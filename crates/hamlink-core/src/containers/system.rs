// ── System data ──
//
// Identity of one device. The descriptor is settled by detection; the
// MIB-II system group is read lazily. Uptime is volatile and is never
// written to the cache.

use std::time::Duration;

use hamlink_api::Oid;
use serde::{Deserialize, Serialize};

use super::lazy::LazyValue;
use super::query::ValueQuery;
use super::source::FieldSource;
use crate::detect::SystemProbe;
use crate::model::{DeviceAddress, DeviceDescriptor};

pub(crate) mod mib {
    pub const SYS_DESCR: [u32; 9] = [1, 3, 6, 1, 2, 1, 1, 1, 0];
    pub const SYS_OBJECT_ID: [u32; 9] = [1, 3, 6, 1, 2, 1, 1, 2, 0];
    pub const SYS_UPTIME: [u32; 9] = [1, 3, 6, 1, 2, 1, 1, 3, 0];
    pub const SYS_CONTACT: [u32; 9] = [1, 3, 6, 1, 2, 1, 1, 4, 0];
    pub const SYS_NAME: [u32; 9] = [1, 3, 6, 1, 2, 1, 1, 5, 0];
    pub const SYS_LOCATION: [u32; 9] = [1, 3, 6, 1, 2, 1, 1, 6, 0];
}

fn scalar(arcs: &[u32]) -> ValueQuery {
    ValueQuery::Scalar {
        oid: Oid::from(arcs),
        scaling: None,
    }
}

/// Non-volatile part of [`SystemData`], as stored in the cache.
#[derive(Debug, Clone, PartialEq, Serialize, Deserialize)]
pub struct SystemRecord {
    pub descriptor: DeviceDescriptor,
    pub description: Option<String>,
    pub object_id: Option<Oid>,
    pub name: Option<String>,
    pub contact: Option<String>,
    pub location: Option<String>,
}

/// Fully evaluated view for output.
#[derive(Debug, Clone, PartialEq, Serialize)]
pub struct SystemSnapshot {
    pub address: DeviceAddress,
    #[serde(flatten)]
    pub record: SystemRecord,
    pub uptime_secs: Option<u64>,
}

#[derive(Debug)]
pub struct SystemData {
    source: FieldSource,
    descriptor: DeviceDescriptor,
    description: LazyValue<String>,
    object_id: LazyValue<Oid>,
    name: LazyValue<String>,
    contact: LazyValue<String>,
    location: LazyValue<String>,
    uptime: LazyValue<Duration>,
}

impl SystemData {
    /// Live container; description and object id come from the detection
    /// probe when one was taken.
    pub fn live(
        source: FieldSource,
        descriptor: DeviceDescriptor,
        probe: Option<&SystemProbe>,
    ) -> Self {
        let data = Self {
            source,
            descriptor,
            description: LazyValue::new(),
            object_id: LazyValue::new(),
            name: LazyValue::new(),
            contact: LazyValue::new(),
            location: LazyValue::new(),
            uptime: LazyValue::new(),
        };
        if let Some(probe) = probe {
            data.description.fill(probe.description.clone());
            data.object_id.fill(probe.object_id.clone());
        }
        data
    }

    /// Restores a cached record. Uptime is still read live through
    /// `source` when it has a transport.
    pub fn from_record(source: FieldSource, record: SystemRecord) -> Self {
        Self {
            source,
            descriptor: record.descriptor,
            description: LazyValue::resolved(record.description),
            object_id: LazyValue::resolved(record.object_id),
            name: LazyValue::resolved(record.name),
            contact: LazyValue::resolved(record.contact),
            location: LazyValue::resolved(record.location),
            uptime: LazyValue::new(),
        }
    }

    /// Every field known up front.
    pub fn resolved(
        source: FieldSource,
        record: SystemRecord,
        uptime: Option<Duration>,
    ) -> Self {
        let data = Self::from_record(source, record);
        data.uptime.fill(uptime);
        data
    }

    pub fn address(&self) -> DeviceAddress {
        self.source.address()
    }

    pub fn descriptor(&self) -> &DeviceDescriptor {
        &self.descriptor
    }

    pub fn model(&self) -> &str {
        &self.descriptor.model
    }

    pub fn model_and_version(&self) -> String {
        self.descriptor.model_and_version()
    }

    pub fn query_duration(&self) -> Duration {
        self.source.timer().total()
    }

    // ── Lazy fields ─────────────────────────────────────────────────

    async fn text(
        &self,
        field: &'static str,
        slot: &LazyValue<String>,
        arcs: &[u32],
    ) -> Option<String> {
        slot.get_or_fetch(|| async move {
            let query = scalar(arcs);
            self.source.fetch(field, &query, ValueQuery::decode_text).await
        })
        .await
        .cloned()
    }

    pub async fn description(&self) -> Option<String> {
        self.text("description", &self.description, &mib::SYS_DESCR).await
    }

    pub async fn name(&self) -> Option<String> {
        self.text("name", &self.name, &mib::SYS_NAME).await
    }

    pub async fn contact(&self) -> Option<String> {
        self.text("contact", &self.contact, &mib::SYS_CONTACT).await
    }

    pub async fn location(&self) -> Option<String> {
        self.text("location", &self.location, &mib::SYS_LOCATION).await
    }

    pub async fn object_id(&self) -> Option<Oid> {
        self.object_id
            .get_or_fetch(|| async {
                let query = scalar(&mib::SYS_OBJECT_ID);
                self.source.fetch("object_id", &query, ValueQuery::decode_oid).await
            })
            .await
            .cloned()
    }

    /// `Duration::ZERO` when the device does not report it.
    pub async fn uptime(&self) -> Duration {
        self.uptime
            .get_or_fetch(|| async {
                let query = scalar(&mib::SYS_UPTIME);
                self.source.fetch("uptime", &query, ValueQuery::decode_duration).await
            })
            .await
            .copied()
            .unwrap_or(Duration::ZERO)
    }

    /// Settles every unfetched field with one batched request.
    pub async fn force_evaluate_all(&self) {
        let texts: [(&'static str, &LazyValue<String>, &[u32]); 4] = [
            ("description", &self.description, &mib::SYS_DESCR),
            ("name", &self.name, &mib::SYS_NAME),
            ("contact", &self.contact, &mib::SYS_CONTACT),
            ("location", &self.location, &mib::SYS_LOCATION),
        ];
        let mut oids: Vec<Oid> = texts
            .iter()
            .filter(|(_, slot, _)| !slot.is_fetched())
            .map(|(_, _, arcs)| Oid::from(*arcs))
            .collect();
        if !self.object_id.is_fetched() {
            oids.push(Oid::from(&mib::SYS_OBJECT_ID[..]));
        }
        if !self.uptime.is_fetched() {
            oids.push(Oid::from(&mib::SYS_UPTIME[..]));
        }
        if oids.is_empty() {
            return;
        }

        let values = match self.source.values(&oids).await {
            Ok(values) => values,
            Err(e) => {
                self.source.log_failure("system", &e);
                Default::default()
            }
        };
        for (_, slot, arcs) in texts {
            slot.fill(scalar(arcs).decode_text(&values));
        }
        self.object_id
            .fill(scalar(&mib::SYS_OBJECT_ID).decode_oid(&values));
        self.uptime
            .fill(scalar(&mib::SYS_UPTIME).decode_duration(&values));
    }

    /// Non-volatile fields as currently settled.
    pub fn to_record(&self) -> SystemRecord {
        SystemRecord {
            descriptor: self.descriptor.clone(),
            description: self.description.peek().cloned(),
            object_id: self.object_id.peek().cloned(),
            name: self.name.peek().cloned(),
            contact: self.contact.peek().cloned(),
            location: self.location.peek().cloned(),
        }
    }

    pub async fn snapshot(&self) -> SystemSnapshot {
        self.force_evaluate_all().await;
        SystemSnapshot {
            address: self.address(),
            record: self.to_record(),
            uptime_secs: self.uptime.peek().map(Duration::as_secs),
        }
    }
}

####################

What is the number of lines in the listing above that hold "ValueQuery"? Respond with that number and nothing else.

Written response = 6